Jorge Jesus pertence à primeira categoria de um líder autoritário. É o perfil comum nas instituições militares e paramilitares, ou nas organizações sindicais, políticas, escolares, empresariais, que não apreciam especialmente as virtudes da corresponsabilidade.
Trata-se, muitas vezes, de uma questão cultural, mas, sempre, de uma questão comportamental e de personalidade.
A verdade é que Jorge Jesus sempre se deu bem com o seu estilo pessoal e intransmissível. É um líder duro, lembro-me de Pablo Aimar me confidenciar que tinha sido o treinador com quem mais tinha aprendido, embora se tornasse quase insuportável na relação diária, mas mais importante do que qualquer juízo moral ou de valor, os resultados e o rico e extenso currículo de Jorge Jesus falam por si do seu sucesso.
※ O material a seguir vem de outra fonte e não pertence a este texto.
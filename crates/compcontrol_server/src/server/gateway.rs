#![forbid(unsafe_code)]

use std::collections::HashMap;
use std::sync::Arc;

use async_trait::async_trait;
use compcontrol_domain::ConnectionId;
use thiserror::Error;
use tokio::sync::{RwLock, mpsc};
use tracing::debug;

/// Why a single push did not reach its connection.
#[derive(Debug, Error, Clone, Copy, PartialEq, Eq, Hash)]
pub enum PushError {
	/// The transport no longer knows the connection.
	#[error("connection is gone")]
	Gone,

	#[error("push timed out")]
	Timeout,

	#[error("outbound queue full")]
	QueueFull,
}

impl PushError {
	pub const fn as_str(self) -> &'static str {
		match self {
			PushError::Gone => "gone",
			PushError::Timeout => "timeout",
			PushError::QueueFull => "queue_full",
		}
	}
}

/// Transport that can push a text payload to one connection.
#[async_trait]
pub trait MessageGateway: Send + Sync {
	async fn push(&self, connection_id: &ConnectionId, payload: &str) -> Result<(), PushError>;
}

/// In-process gateway: one bounded outbound queue per live websocket, drained
/// by that socket's writer task.
#[derive(Debug, Clone)]
pub struct LocalGateway {
	outbound: Arc<RwLock<HashMap<ConnectionId, mpsc::Sender<String>>>>,
	queue_capacity: usize,
}

impl LocalGateway {
	pub fn new(queue_capacity: usize) -> Self {
		Self {
			outbound: Arc::new(RwLock::new(HashMap::new())),
			queue_capacity: queue_capacity.max(1),
		}
	}

	/// Register a socket and return the receiver its writer drains.
	pub async fn attach(&self, connection_id: ConnectionId) -> mpsc::Receiver<String> {
		let (tx, rx) = mpsc::channel(self.queue_capacity);
		let mut outbound = self.outbound.write().await;
		outbound.retain(|_, tx| !tx.is_closed());
		outbound.insert(connection_id, tx);
		rx
	}

	pub async fn detach(&self, connection_id: &ConnectionId) {
		self.outbound.write().await.remove(connection_id);
	}

	pub async fn live_connections(&self) -> usize {
		self.outbound.read().await.values().filter(|tx| !tx.is_closed()).count()
	}
}

#[async_trait]
impl MessageGateway for LocalGateway {
	async fn push(&self, connection_id: &ConnectionId, payload: &str) -> Result<(), PushError> {
		let Some(tx) = self.outbound.read().await.get(connection_id).cloned() else {
			return Err(PushError::Gone);
		};

		match tx.try_send(payload.to_string()) {
			Ok(()) => Ok(()),
			Err(mpsc::error::TrySendError::Full(_)) => {
				debug!(conn_id = %connection_id, "gateway: outbound queue full");
				Err(PushError::QueueFull)
			}
			Err(mpsc::error::TrySendError::Closed(_)) => Err(PushError::Gone),
		}
	}
}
Aos 66 anos de idade e já com trinta anos de treinador, ninguém de bom senso poderia pensar que este homem tão genuíno e de tão forte personalidade iria mudar de estilo ou de atitude de liderança. Há, porém, um problema novo com o qual Jorge Jesus não podia contar: a pandemia trouxe novos desafios às lideranças das equipas de futebol. Desde aspetos relacionados com o treino, às condicionantes psicológicas dos atletas e, o mais importante, à difícil adaptação ao futebol dos estádios desesperadamente vazios, o que se faz mais sentir nas equipas dos clubes grandes.
É esta alteração significativa das circunstâncias do jogo que Jorge Jesus precisa de acomodar na realidade da sua liderança e admitir que precisa urgentemente de se adaptar ao novo contexto que inevitavelmente condiciona o jogo e quem o joga.
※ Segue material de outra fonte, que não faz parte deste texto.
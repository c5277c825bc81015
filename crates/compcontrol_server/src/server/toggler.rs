#![forbid(unsafe_code)]

use std::sync::Arc;

use thiserror::Error;
use tracing::{debug, info};

use crate::server::registry::ConnectionRegistry;
use crate::server::scheduler::{ScheduledJob, Scheduler, SchedulerError};
use crate::server::store::StoreError;

#[derive(Debug, Clone, Copy, PartialEq, Eq)]
pub enum ToggleAction {
	Disabled,
	Enabled,
	Unchanged,
}

#[derive(Debug, Error)]
pub enum ToggleError {
	#[error(transparent)]
	Store(#[from] StoreError),

	#[error(transparent)]
	Scheduler(#[from] SchedulerError),
}

/// Turns the ping and warmer schedules off while the registry is empty.
///
/// Acts only at the 0 and 1 boundaries. A stale count is corrected by the next
/// tick.
#[derive(Clone)]
pub struct IdleToggler {
	registry: Arc<dyn ConnectionRegistry>,
	scheduler: Arc<dyn Scheduler>,
}

impl IdleToggler {
	pub fn new(registry: Arc<dyn ConnectionRegistry>, scheduler: Arc<dyn Scheduler>) -> Self {
		Self { registry, scheduler }
	}

	pub async fn check(&self) -> Result<ToggleAction, ToggleError> {
		let count = self.registry.count().await?;
		metrics::gauge!("compcontrol_registered_connections").set(count as f64);

		let enabled = match count {
			0 => false,
			1 => true,
			_ => {
				debug!(count, "toggle check: no change");
				return Ok(ToggleAction::Unchanged);
			}
		};

		for job in ScheduledJob::ALL {
			self.scheduler.set_enabled(job, enabled).await?;
		}

		info!(count, enabled, "toggle check applied");
		Ok(if enabled {
			ToggleAction::Enabled
		} else {
			ToggleAction::Disabled
		})
	}
}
Se Jorge Jesus reproduzir as imagens dos jogos do Benfica, incluindo o jogo de Roma, não deixará de se impressionar com o silêncio assustador do Olímpico tão sistematicamente interrompido pelos seus gritos de insatisfação ou, mesmo, de fúria, dirigidos aos seus jogadores, obrigando-os a respeitarem uma cartilha de jogo em cada lance, em cada passe longo ou curto, transversal ou longitudinal, em cada pontapé de canto ou lançamento de linha lateral. Dir-se-á que sempre assim foi, que esse é o comportamento esperado em Jorge Jesus. O problema é que com um estádio cheio e com um público animado e ruidoso, o jogador não ouve o que, em estádios vazios, se torna num flagelo psicológico. O jogador, como qualquer intérprete, precisa de espaço e de tempo para ter autonomia no jogo, para o saber ler, pensar e o fazer crescer. E a verdade é que nenhum dos novos jogadores contratados pelo Benfica tem conseguido crescer. Estão demasiado condicionados e sem liberdade para errarem, algo que, em futebol, não se pode dispensar no caminho do sucesso.
Governante ou comentador?
O secretário de Estado da Juventude e do Desporto deu sinal de vida, em respeito ao desafio lançado pelo presidente do FC Porto, que o dera como morto ou desaparecido. Mesmo assim, o momento gerou a expectativa de se saber se o Governo de Portugal iria mudar a forma desleixada como tem entendido a realidade desportiva nacional e desvalorizado a importância do exercício físico neste tempo de sedentarismo obrigatório. Desilusão. Em vez de um governante, o país ouviu, apenas, a opinião de um mero comentador.
A discussão da guerra colonial
De repente, o país acordou para uma súbita urgência: discutir a guerra colonial. O tema foi suscitado pela morte da nada consensual figura do tenente coronel Marcelino da Mata e pelo habitual chorrilho de opiniões avulsas que as redes sociais costumam atirar aos cães vadios. Na verdade, os que dizem querer discutir a guerra colonial apenas querem a novidade de um novo palco para exibirem a sua pródiga ignorância. Porém, só a História pode discutir a guerra e não meia dúzia de iluminados. E para a História, cinquenta anos não é de mais.